Su carrera en solitario sigue siendo un manual de resistencia: apegada a una estética que le gusta maridar lo gótico con la electrónica y los experimentos sonoros ensoñadores, lleva desde los 80 manipulando sonidos desde los márgenes con una integridad y una coherencia a prueba de bomba.
annie empezaría su relación artística con Karl O’Connor (dueño del sello Hacia abajo) como dúo bajo el nombre de Hogan y Regisy editaron dos excelentes trabajos de electrónica mutante titulados Revertir hacia el mañana (2020) y Hospital para bestias (2023), y ya asentada en la disquera de O’Connor ahora sale este Lenguas en mi cabeza (Hacia abajo2026) que lo componen seis canciones repletas de ese halo entre ensoñador y de misa pagana que nos tiene acostumbrado Hogan en su faceta pop. Grabado con la ayuda de teclados analógicos, así como de un piano de cola que, según la información de su propia web, es de los años 30 del siglo pasado, clavicordios y armonios.
Unos sonidos que atrapan a la primera escucha.
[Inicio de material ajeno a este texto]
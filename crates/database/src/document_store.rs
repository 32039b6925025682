//! Append-only document collections holding the transaction records.

use std::collections::HashMap;
use std::sync::{Mutex, PoisonError};

use async_trait::async_trait;
use fraud_structs::PipelineResult;
use serde_json::{Map, Value};
use sqlx::{PgPool, Postgres, QueryBuilder};
use tracing::debug;

/// Key under which stores expose their internal document identifier.
pub const DOCUMENT_ID_KEY: &str = "_id";

/// Filter applied by [`DocumentStore::find`].
#[derive(Debug, Clone, PartialEq)]
pub enum Query {
    /// Every document of the collection.
    All,
    /// Documents whose top-level `field` equals `value`.
    Eq(String, Value),
    /// Documents matching any of the inner filters.
    Or(Vec<Query>),
}

impl Query {
    #[must_use]
    pub fn eq(field: &str, value: impl Into<Value>) -> Self {
        Self::Eq(field.to_string(), value.into())
    }

    /// Returns whether a document satisfies the filter.
    #[must_use]
    pub fn matches(&self, document: &Value) -> bool {
        match self {
            Self::All => true,
            Self::Eq(field, value) => document.get(field).is_some_and(|found| found == value),
            Self::Or(queries) => queries.iter().any(|query| query.matches(document)),
        }
    }
}

/// Client of a document store scoped by database and collection name.
#[async_trait]
pub trait DocumentStore: Send + Sync {
    /// Returns matching documents in insertion order, each carrying its `_id`.
    async fn find(
        &self,
        database: &str,
        collection: &str,
        query: &Query,
    ) -> PipelineResult<Vec<Value>>;

    /// Appends documents to a collection. Returns the number inserted.
    async fn insert_many(
        &self,
        database: &str,
        collection: &str,
        documents: Vec<Value>,
    ) -> PipelineResult<usize>;

    async fn insert_one(
        &self,
        database: &str,
        collection: &str,
        document: Value,
    ) -> PipelineResult<()> {
        self.insert_many(database, collection, vec![document])
            .await
            .map(|_| ())
    }
}

/// Removes the store's internal identifier from a document.
pub fn strip_document_id(document: &mut Value) {
    if let Value::Object(map) = document {
        map.remove(DOCUMENT_ID_KEY);
    }
}

fn with_document_id(document: Value, id: impl Into<Value>) -> Value {
    match document {
        Value::Object(mut map) => {
            map.insert(DOCUMENT_ID_KEY.to_string(), id.into());
            Value::Object(map)
        }
        other => other,
    }
}

/// Document store backed by a `PostgreSQL` JSONB table.
#[derive(Debug, Clone)]
pub struct PgDocumentStore {
    pool: PgPool,
}

impl PgDocumentStore {
    #[must_use]
    pub const fn new(pool: PgPool) -> Self {
        Self { pool }
    }

    fn push_filter(builder: &mut QueryBuilder<'_, Postgres>, query: &Query) {
        match query {
            Query::All => {
                builder.push("TRUE");
            }
            Query::Eq(field, value) => {
                let mut containment = Map::new();
                containment.insert(field.clone(), value.clone());
                builder.push("body @> ");
                builder.push_bind(Value::Object(containment));
            }
            Query::Or(queries) if queries.is_empty() => {
                builder.push("FALSE");
            }
            Query::Or(queries) => {
                builder.push("(");
                for (index, inner) in queries.iter().enumerate() {
                    if index > 0 {
                        builder.push(" OR ");
                    }
                    Self::push_filter(builder, inner);
                }
                builder.push(")");
            }
        }
    }
}

#[async_trait]
impl DocumentStore for PgDocumentStore {
    async fn find(
        &self,
        database: &str,
        collection: &str,
        query: &Query,
    ) -> PipelineResult<Vec<Value>> {
        let mut builder =
            QueryBuilder::<Postgres>::new("SELECT id, body FROM documents WHERE database_name = ");
        builder.push_bind(database.to_string());
        builder.push(" AND collection_name = ");
        builder.push_bind(collection.to_string());
        builder.push(" AND ");
        Self::push_filter(&mut builder, query);
        builder.push(" ORDER BY id");

        let rows: Vec<(i64, Value)> = builder.build_query_as().fetch_all(&self.pool).await?;
        debug!(database, collection, documents = rows.len(), "Fetched documents");

        Ok(rows
            .into_iter()
            .map(|(id, body)| with_document_id(body, id.to_string()))
            .collect())
    }

    async fn insert_many(
        &self,
        database: &str,
        collection: &str,
        documents: Vec<Value>,
    ) -> PipelineResult<usize> {
        if documents.is_empty() {
            return Ok(0);
        }

        let result = sqlx::query(
            r"
            INSERT INTO documents (database_name, collection_name, body)
            SELECT $1, $2, body FROM unnest($3::jsonb[]) AS body
            ",
        )
        .bind(database)
        .bind(collection)
        .bind(documents)
        .execute(&self.pool)
        .await?;

        #[allow(clippy::cast_possible_truncation)]
        let inserted = result.rows_affected() as usize;
        debug!(database, collection, inserted, "Inserted documents");

        Ok(inserted)
    }
}

/// Process-local document store, used in tests and dry runs.
#[derive(Debug, Default)]
pub struct InMemoryDocumentStore {
    collections: Mutex<HashMap<(String, String), Vec<Value>>>,
}

impl InMemoryDocumentStore {
    #[must_use]
    pub fn new() -> Self {
        Self::default()
    }
}

#[async_trait]
impl DocumentStore for InMemoryDocumentStore {
    async fn find(
        &self,
        database: &str,
        collection: &str,
        query: &Query,
    ) -> PipelineResult<Vec<Value>> {
        let collections = self.collections.lock().unwrap_or_else(PoisonError::into_inner);
        let key = (database.to_string(), collection.to_string());

        Ok(collections
            .get(&key)
            .map(|documents| {
                documents
                    .iter()
                    .enumerate()
                    .filter(|(_, document)| query.matches(document))
                    .map(|(index, document)| with_document_id(document.clone(), index.to_string()))
                    .collect()
            })
            .unwrap_or_default())
    }

    async fn insert_many(
        &self,
        database: &str,
        collection: &str,
        documents: Vec<Value>,
    ) -> PipelineResult<usize> {
        let inserted = documents.len();
        let mut collections = self.collections.lock().unwrap_or_else(PoisonError::into_inner);
        collections
            .entry((database.to_string(), collection.to_string()))
            .or_default()
            .extend(documents);
        Ok(inserted)
    }
}
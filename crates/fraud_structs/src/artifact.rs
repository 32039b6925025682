//! Stage artifacts: immutable records of what each stage produced.
//!
//! Fields are private and only readable through accessors, so an artifact
//! cannot change after the stage that built it returns.

use object_store::path::Path as ObjectStorePath;
use serde::{Deserialize, Serialize};

/// Number of rows per label value.
#[derive(Debug, Clone, Copy, Default, PartialEq, Eq, Serialize, Deserialize)]
pub struct ClassCounts {
    pub safe: usize,
    pub fraud: usize,
}

impl ClassCounts {
    #[must_use]
    pub fn from_labels(labels: &[u8]) -> Self {
        let fraud = labels.iter().filter(|&&label| label == 1).count();
        Self {
            safe: labels.len() - fraud,
            fraud,
        }
    }

    #[must_use]
    pub const fn total(self) -> usize {
        self.safe + self.fraud
    }
}

#[derive(Debug, Clone)]
pub struct DataIngestionArtifact {
    feature_store_path: ObjectStorePath,
    row_count: usize,
}

impl DataIngestionArtifact {
    #[must_use]
    pub const fn new(feature_store_path: ObjectStorePath, row_count: usize) -> Self {
        Self {
            feature_store_path,
            row_count,
        }
    }

    #[must_use]
    pub const fn feature_store_path(&self) -> &ObjectStorePath {
        &self.feature_store_path
    }

    #[must_use]
    pub const fn row_count(&self) -> usize {
        self.row_count
    }
}

#[derive(Debug, Clone)]
pub struct DataValidationArtifact {
    report_path: ObjectStorePath,
    validated_path: ObjectStorePath,
    missing_columns: usize,
    drifted_columns: usize,
}

impl DataValidationArtifact {
    #[must_use]
    pub const fn new(
        report_path: ObjectStorePath,
        validated_path: ObjectStorePath,
        missing_columns: usize,
        drifted_columns: usize,
    ) -> Self {
        Self {
            report_path,
            validated_path,
            missing_columns,
            drifted_columns,
        }
    }

    #[must_use]
    pub const fn report_path(&self) -> &ObjectStorePath {
        &self.report_path
    }

    /// The snapshot that was validated and is handed to feature engineering.
    #[must_use]
    pub const fn validated_path(&self) -> &ObjectStorePath {
        &self.validated_path
    }

    #[must_use]
    pub const fn missing_columns(&self) -> usize {
        self.missing_columns
    }

    #[must_use]
    pub const fn drifted_columns(&self) -> usize {
        self.drifted_columns
    }
}

#[derive(Debug, Clone)]
pub struct FeatureEngineeringArtifact {
    feature_table_path: ObjectStorePath,
    row_count: usize,
}

impl FeatureEngineeringArtifact {
    #[must_use]
    pub const fn new(feature_table_path: ObjectStorePath, row_count: usize) -> Self {
        Self {
            feature_table_path,
            row_count,
        }
    }

    #[must_use]
    pub const fn feature_table_path(&self) -> &ObjectStorePath {
        &self.feature_table_path
    }

    #[must_use]
    pub const fn row_count(&self) -> usize {
        self.row_count
    }
}

#[derive(Debug, Clone)]
pub struct DataPreprocessingArtifact {
    train_path: ObjectStorePath,
    test_path: ObjectStorePath,
    train_counts: ClassCounts,
    test_counts: ClassCounts,
}

impl DataPreprocessingArtifact {
    #[must_use]
    pub const fn new(
        train_path: ObjectStorePath,
        test_path: ObjectStorePath,
        train_counts: ClassCounts,
        test_counts: ClassCounts,
    ) -> Self {
        Self {
            train_path,
            test_path,
            train_counts,
            test_counts,
        }
    }

    #[must_use]
    pub const fn train_path(&self) -> &ObjectStorePath {
        &self.train_path
    }

    #[must_use]
    pub const fn test_path(&self) -> &ObjectStorePath {
        &self.test_path
    }

    /// Class counts of the oversampled training split.
    #[must_use]
    pub const fn train_counts(&self) -> ClassCounts {
        self.train_counts
    }

    /// Class counts of the untouched test split.
    #[must_use]
    pub const fn test_counts(&self) -> ClassCounts {
        self.test_counts
    }
}

#[derive(Debug, Clone)]
pub struct ModelTrainerArtifact {
    model_path: ObjectStorePath,
    train_f1: f64,
    test_f1: f64,
    top_features_path: ObjectStorePath,
    precision_recall_path: ObjectStorePath,
    hyperparameters_path: ObjectStorePath,
}

impl ModelTrainerArtifact {
    #[must_use]
    pub const fn new(
        model_path: ObjectStorePath,
        train_f1: f64,
        test_f1: f64,
        top_features_path: ObjectStorePath,
        precision_recall_path: ObjectStorePath,
        hyperparameters_path: ObjectStorePath,
    ) -> Self {
        Self {
            model_path,
            train_f1,
            test_f1,
            top_features_path,
            precision_recall_path,
            hyperparameters_path,
        }
    }

    #[must_use]
    pub const fn model_path(&self) -> &ObjectStorePath {
        &self.model_path
    }

    #[must_use]
    pub const fn train_f1(&self) -> f64 {
        self.train_f1
    }

    #[must_use]
    pub const fn test_f1(&self) -> f64 {
        self.test_f1
    }

    #[must_use]
    pub const fn top_features_path(&self) -> &ObjectStorePath {
        &self.top_features_path
    }

    #[must_use]
    pub const fn precision_recall_path(&self) -> &ObjectStorePath {
        &self.precision_recall_path
    }

    #[must_use]
    pub const fn hyperparameters_path(&self) -> &ObjectStorePath {
        &self.hyperparameters_path
    }
}

/// Outcome of the champion/challenger comparison as persisted to the run.
#[derive(Debug, Clone, Copy, PartialEq, Serialize, Deserialize)]
pub struct EvaluationSummary {
    pub is_model_accepted: bool,
    pub champion_f1: Option<f64>,
    pub challenger_f1: f64,
    /// Challenger minus champion, or the challenger score when no champion exists.
    pub improved_score: f64,
}

#[derive(Debug, Clone)]
pub struct ModelEvaluationArtifact {
    report_path: ObjectStorePath,
    summary: EvaluationSummary,
}

impl ModelEvaluationArtifact {
    #[must_use]
    pub const fn new(report_path: ObjectStorePath, summary: EvaluationSummary) -> Self {
        Self {
            report_path,
            summary,
        }
    }

    #[must_use]
    pub const fn report_path(&self) -> &ObjectStorePath {
        &self.report_path
    }

    #[must_use]
    pub const fn is_model_accepted(&self) -> bool {
        self.summary.is_model_accepted
    }

    #[must_use]
    pub const fn champion_f1(&self) -> Option<f64> {
        self.summary.champion_f1
    }

    #[must_use]
    pub const fn challenger_f1(&self) -> f64 {
        self.summary.challenger_f1
    }

    #[must_use]
    pub const fn improved_score(&self) -> f64 {
        self.summary.improved_score
    }

    #[must_use]
    pub const fn summary(&self) -> EvaluationSummary {
        self.summary
    }
}

#[derive(Debug, Clone)]
pub struct ModelPusherArtifact {
    pusher_model_path: ObjectStorePath,
    registry_version: u32,
    registry_model_path: ObjectStorePath,
}

impl ModelPusherArtifact {
    #[must_use]
    pub const fn new(
        pusher_model_path: ObjectStorePath,
        registry_version: u32,
        registry_model_path: ObjectStorePath,
    ) -> Self {
        Self {
            pusher_model_path,
            registry_version,
            registry_model_path,
        }
    }

    #[must_use]
    pub const fn pusher_model_path(&self) -> &ObjectStorePath {
        &self.pusher_model_path
    }

    #[must_use]
    pub const fn registry_version(&self) -> u32 {
        self.registry_version
    }

    #[must_use]
    pub const fn registry_model_path(&self) -> &ObjectStorePath {
        &self.registry_model_path
    }
}
//! Column type detection and date decomposition.

use chrono::{Datelike, NaiveDateTime};
use fraud_structs::schema::{parse_float, parse_timestamp};

/// How a column's drift is tested.
#[derive(Debug, Clone, Copy, PartialEq, Eq)]
pub enum ColumnType {
    Numeric,
    /// Text fully parseable as dates.
    DateLike,
    Categorical,
}

/// Classifies a column from its reference cells.
pub fn detect_column_type(cells: &[&str]) -> ColumnType {
    if cells.is_empty() {
        return ColumnType::Categorical;
    }

    if cells.iter().all(|cell| parse_float(cell).is_some()) {
        ColumnType::Numeric
    } else if cells.iter().all(|cell| parse_timestamp(cell).is_some()) {
        ColumnType::DateLike
    } else {
        ColumnType::Categorical
    }
}

/// Numeric values of the cells that parse, skipping the rest.
pub fn numeric_values(cells: &[&str]) -> Vec<f64> {
    cells.iter().filter_map(|cell| parse_float(cell)).collect()
}

/// Sub-features tested for every date-like column, keyed `<column>_<name>`.
pub const DATE_FEATURES: [&str; 5] = ["year", "month", "weekday", "day", "is_weekend"];

/// Decomposes parseable cells into one value series per [`DATE_FEATURES`] entry.
pub fn date_features(cells: &[&str]) -> [Vec<f64>; 5] {
    let timestamps: Vec<NaiveDateTime> = cells.iter().filter_map(|cell| parse_timestamp(cell)).collect();

    let series = |extract: fn(&NaiveDateTime) -> f64| timestamps.iter().map(extract).collect();

    [
        series(|ts| f64::from(ts.year())),
        series(|ts| f64::from(ts.month())),
        series(|ts| f64::from(ts.weekday().num_days_from_monday())),
        series(|ts| f64::from(ts.day())),
        series(|ts| if ts.weekday().num_days_from_monday() >= 5 { 1.0 } else { 0.0 }),
    ]
}

#[cfg(test)]
mod tests {
    use super::*;

    #[test]
    fn test_detect_column_type() {
        assert_eq!(detect_column_type(&["1", "2.5", "-3"]), ColumnType::Numeric);
        assert_eq!(
            detect_column_type(&["2018-04-01 00:00:31", "2018-04-02"]),
            ColumnType::DateLike
        );
        assert_eq!(detect_column_type(&["a", "1"]), ColumnType::Categorical);
    }

    #[test]
    fn test_date_features() {
        // 2018-04-07 is a Saturday.
        let [year, month, weekday, day, weekend] = date_features(&["2018-04-07 10:00:00", "bad"]);
        assert_eq!(year, vec![2018.0]);
        assert_eq!(month, vec![4.0]);
        assert_eq!(weekday, vec![5.0]);
        assert_eq!(day, vec![7.0]);
        assert_eq!(weekend, vec![1.0]);
    }
}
La inicial “Alles ist Verloren” está esculpida sobre el golpeteo de una caja de ritmos y arreglos de cuerda que no desentonarían como banda sonora alternativa a algún negro clásico. Soul en cámara lenta. “Scorpions” tiene esa pátina onírica que se esconde atrapada en un mantra de sonidos vintage que se arremolinan entre pianos fúnebres y la voz íntima de la artista. El sonido del armonio crea visiones catedralicias en “Death Rituals” que recuerda a nicopero también a músicas incidentales de filmes de terror gótico.
La gravedad de las notas de piano envuelve la preciosa “Safe Hands”, cuyos ecos nos retrotraen al Nick cueva de El sueño de Enriquey de nuevo, la caja de ritmos y unas voces corales se confabulan para elevar un temperado arrebato. “Deadly Night Shades” es otra pieza de folk de cámara con unos bellos arreglos casi circenses, y se termina este disco cautivador con “The Conjurer”, una balada tejida a base de teclados analógicos que crean una suerte de zumbido abisal con Robert Wyatt de fondo.